You may have heard the term ‘DevOps’ which is a movement that has emerged to solve many such issues, but what does it mean?
“DevOps is the combination of cultural philosophies, practices, and tools that increases an organization’s ability to deliver applications and services at high velocity.”
Credit: Amazon
Disappointing, right? The goal of this article is to instead focus on some of the key issues which motivated the ‘DevOps’ movement and some established solutions it offers for overcoming these.
Why DevOps?
The DevOps movement has emerged as a set of solutions to a set of recurring problems which limit all manners of organisations’ abilities to deliver and to grow, characterised by the fact that they are attributed principally to the organisations’ Development and Operations departments having isolated approaches. Understanding DevOps really involves understanding these common problems and recognising solutions to them.
The complete list of problems is truly as long and as messy as a piece of tatty old string. Below I’ve highlighted just a few and their associated solutions:
A. Early/Continuous Involvement of Ops in Dev, and Dev in Ops
In many organisations, the delivery cycle goes a little like this:
- Sales team promise too much too soon
- Development team are forced to build frantically to meet the project’s functional requirements in time
- Operations team receive a half-finished product that they have had no input on, with no documentation
As a result, the product is highly likely to:
- require significant time investments e.g. to deploy, to test, to run, to fix and to support
- not meet performance criteria e.g. response time, expected volume etc.
A DevOps approach breaks down this barrier by advocating a delivery framework which:
- composes delivery teams out of both development and operations focused staff and tackle both at the same time, rather than having separate departments/phases
- breaks larger changes into smaller ones which are released more frequently, with less risk
- considers functional increments ‘done’ only once all the enhancements necessary to support that change operationally, as well as all tests and supporting documentation are also completed
For more information, see:
- Agile — a project delivery framework (often contrasted with ‘Waterfall’)
- Scrum — an Agile-compliant Software Development methodology
B. Early and Constant Issue Identification and Resolution
In many organisations, most issues are only identified when they are reported by customers or users:
- the testing undertaken during the development and release process is deficient: code bugs evade capture and make it through to production
- the monitoring and alerts on the production is barely existent, meaning operational issues go unnoticed
On top of this, once an issue is identified:
- the tools available to investigators make it difficult to detect the issue or reproduce the scenario.
- the processes facilitating issue prioritisation, cause identification, fix implementation and customer communication is opaque and disjointed
The likelihood of issues, the sluggish speed of fixing them and the lack of information available for developers and for users creates frustration for end users and puts pressure on delivery teams.
In an alternative setup:
- testing is automated, thorough and constantly repeated during the development/release processes and on an ongoing basis
- monitoring tools automatically detect key events, and assess performance against the organisation’s Service Line Agreements (SLAs) and Key Performance Indicators (KPIs).
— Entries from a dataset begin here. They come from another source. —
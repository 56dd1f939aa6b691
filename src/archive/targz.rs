//! Gzip-compressed tar archives

use super::{
    ArchiveBuilder, ArchiveEntry, ArchiveError, EntryKind, EntryVisitor, IgnoreRules,
};
use chrono::{DateTime, Utc};
use flate2::read::GzDecoder;
use flate2::write::GzEncoder;
use flate2::Compression;
use std::fs::{self, File};
use std::io::{BufWriter, Read, Write};
use std::path::{Component, Path};
use tar::{Archive, Builder, EntryType};
use tokio_util::sync::CancellationToken;
use tracing::{debug, warn};
use walkdir::WalkDir;

impl From<EntryType> for EntryKind {
    fn from(entry_type: EntryType) -> Self {
        if entry_type.is_file() {
            EntryKind::File
        } else if entry_type.is_dir() {
            EntryKind::Directory
        } else if entry_type.is_symlink() {
            EntryKind::Symlink
        } else {
            EntryKind::Other
        }
    }
}

/// Builds and reads `.tar.gz` archives
#[derive(Debug, Clone)]
pub struct TarGzArchiver {
    compression_level: u32,
}

impl TarGzArchiver {
    pub fn new() -> Self {
        Self {
            compression_level: 6, // Balanced compression (0-9)
        }
    }

    pub fn with_compression_level(mut self, level: u32) -> Self {
        self.compression_level = level.min(9);
        self
    }
}

impl Default for TarGzArchiver {
    fn default() -> Self {
        Self::new()
    }
}

impl ArchiveBuilder for TarGzArchiver {
    fn create(
        &self,
        base_path: &Path,
        ignore: &str,
        destination: &Path,
        cancel: &CancellationToken,
    ) -> Result<(), ArchiveError> {
        let metadata = fs::metadata(base_path).map_err(|e| {
            ArchiveError::io(format!("failed to stat {}", base_path.display()), e)
        })?;
        if !metadata.is_dir() {
            return Err(ArchiveError::NotADirectory(base_path.display().to_string()));
        }

        let rules = IgnoreRules::parse(ignore)?;

        if let Some(parent) = destination.parent() {
            fs::create_dir_all(parent).map_err(|e| {
                ArchiveError::io(format!("failed to create {}", parent.display()), e)
            })?;
        }
        let file = File::create(destination).map_err(|e| {
            ArchiveError::io(format!("failed to create {}", destination.display()), e)
        })?;

        let encoder = GzEncoder::new(
            BufWriter::new(file),
            Compression::new(self.compression_level),
        );
        let mut builder = Builder::new(encoder);
        builder.follow_symlinks(false);

        let walker = WalkDir::new(base_path)
            .follow_links(false)
            .min_depth(1)
            .sort_by_file_name()
            .into_iter()
            .filter_entry(|entry| match entry.path().strip_prefix(base_path) {
                Ok(relative) => !rules.is_ignored(relative, entry.file_type().is_dir()),
                Err(_) => false,
            });

        let mut appended = 0usize;
        for entry in walker {
            if cancel.is_cancelled() {
                return Err(ArchiveError::Cancelled);
            }

            let entry =
                entry.map_err(|e| ArchiveError::io("failed to walk base path", e.into()))?;
            let file_type = entry.file_type();
            if !(file_type.is_file() || file_type.is_dir() || file_type.is_symlink()) {
                warn!(path = %entry.path().display(), "skipping special file");
                continue;
            }

            let relative = match entry.path().strip_prefix(base_path) {
                Ok(relative) => relative,
                Err(_) => continue,
            };

            builder
                .append_path_with_name(entry.path(), relative)
                .map_err(|e| {
                    ArchiveError::io(format!("failed to add {}", relative.display()), e)
                })?;
            appended += 1;
        }

        let mut writer = builder
            .into_inner()
            .map_err(|e| ArchiveError::io("failed to finish archive", e))?
            .finish()
            .map_err(|e| ArchiveError::io("failed to finish compression", e))?;
        writer.flush().map_err(|e| {
            ArchiveError::io(format!("failed to flush {}", destination.display()), e)
        })?;

        debug!(
            base_path = %base_path.display(),
            destination = %destination.display(),
            entries = appended,
            "archive written"
        );
        Ok(())
    }

    fn walk(
        &self,
        source: &mut dyn Read,
        visitor: &mut EntryVisitor<'_>,
    ) -> Result<(), ArchiveError> {
        let mut archive = Archive::new(GzDecoder::new(source));
        let entries = archive
            .entries()
            .map_err(|e| ArchiveError::io("failed to read archive", e))?;

        for entry in entries {
            let mut entry =
                entry.map_err(|e| ArchiveError::io("failed to read archive entry", e))?;

            let raw_name = entry
                .path()
                .map_err(|e| ArchiveError::io("invalid entry path", e))?
                .into_owned();
            let name = normalize_entry_name(&raw_name)?;
            if name.is_empty() {
                continue;
            }

            let header = entry.header();
            let kind = EntryKind::from(header.entry_type());
            let mode = header
                .mode()
                .map_err(|e| ArchiveError::io(format!("invalid mode for {name}"), e))?;
            let mtime = header.mtime().unwrap_or(0);
            let atime = header
                .as_gnu()
                .and_then(|gnu| gnu.atime().ok())
                .filter(|atime| *atime > 0)
                .unwrap_or(mtime);

            let flow = visitor(ArchiveEntry {
                name,
                kind,
                reader: &mut entry,
                mode,
                modified: timestamp(mtime),
                accessed: timestamp(atime),
            })
            .map_err(ArchiveError::Visitor)?;

            if flow.is_break() {
                break;
            }
        }

        Ok(())
    }
}

/// Strip leading `/` and `./` from an entry path and refuse `..`.
fn normalize_entry_name(path: &Path) -> Result<String, ArchiveError> {
    let mut parts = Vec::new();
    for component in path.components() {
        match component {
            Component::Normal(part) => parts.push(part.to_string_lossy().into_owned()),
            Component::CurDir | Component::RootDir | Component::Prefix(_) => {}
            Component::ParentDir => {
                return Err(ArchiveError::UnsafeEntry(path.display().to_string()));
            }
        }
    }
    Ok(parts.join("/"))
}

fn timestamp(secs: u64) -> DateTime<Utc> {
    i64::try_from(secs)
        .ok()
        .and_then(|secs| DateTime::from_timestamp(secs, 0))
        .unwrap_or_default()
}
The system’s current state/performance, as well as any issues are accessible in user friendly dashboard and communications go out to them whenever services are unavailable.
- the right tools are in place for the team to quickly setup a test environment, replicate the issue or run preemptive scenarios, identify problems and investigate potential solutions.
When issues do occur, customers appreciate the transparency and honesty, engendering loyalty, whilst support teams are empowered to
C. Minimising downtime
‘Downtime’ is the period of time for which a service is unavailable. Organisations aim to eradicate or minimise their downtime.
Downtime caused by bugs, system crashes or network faults are unpredictable but operations departments guard against it by adding ‘redundancy’ to their solution i.e. exact backup ‘copies’ of the whole system which are always ready to take over should something go wrong.
Another potential source of downtime is releases: most upgrades follow the basic pattern of shut down-replace-restart and the system is unavailable throughout this time. The tried and trusted ‘blue/green deployment’ remedy applied by operations teams invokes redundancy similarly.
The organisation runs two identical copies (‘blue’ and ‘green’) of the system with all activity directed to just one (e.g. to ‘blue’) and the other dormant (‘green’). The upgrade is carried out and then tested out on the ‘green’ system, while ‘blue’ continues running the previous version and handling all traffic. When the deployment is complete and verified, the organisation switches its routing of traffic (this could be immediate, or gradual) so that eventually ‘green’ is handling all traffic and ‘blue’ is now dormant. Once ‘green’ has proved to be stable for a period of time, ‘blue’ is finally upgraded to be ready for the next version.
The quest for ‘zero downtime’ is most pertinent to production environments, where end users would otherwise be affected, but it can apply also to test environments where it can be important to avoid disruption to test activities.
Unfortunately, releases don’t always go to plan, and sometimes an issue with a release emerges after it has been rolled out (often because it’s only then when the application is exposed to the widest number of environments and scenarios). When this happens, the organisation’s return on investment for the release is at steak, as well as their reputation.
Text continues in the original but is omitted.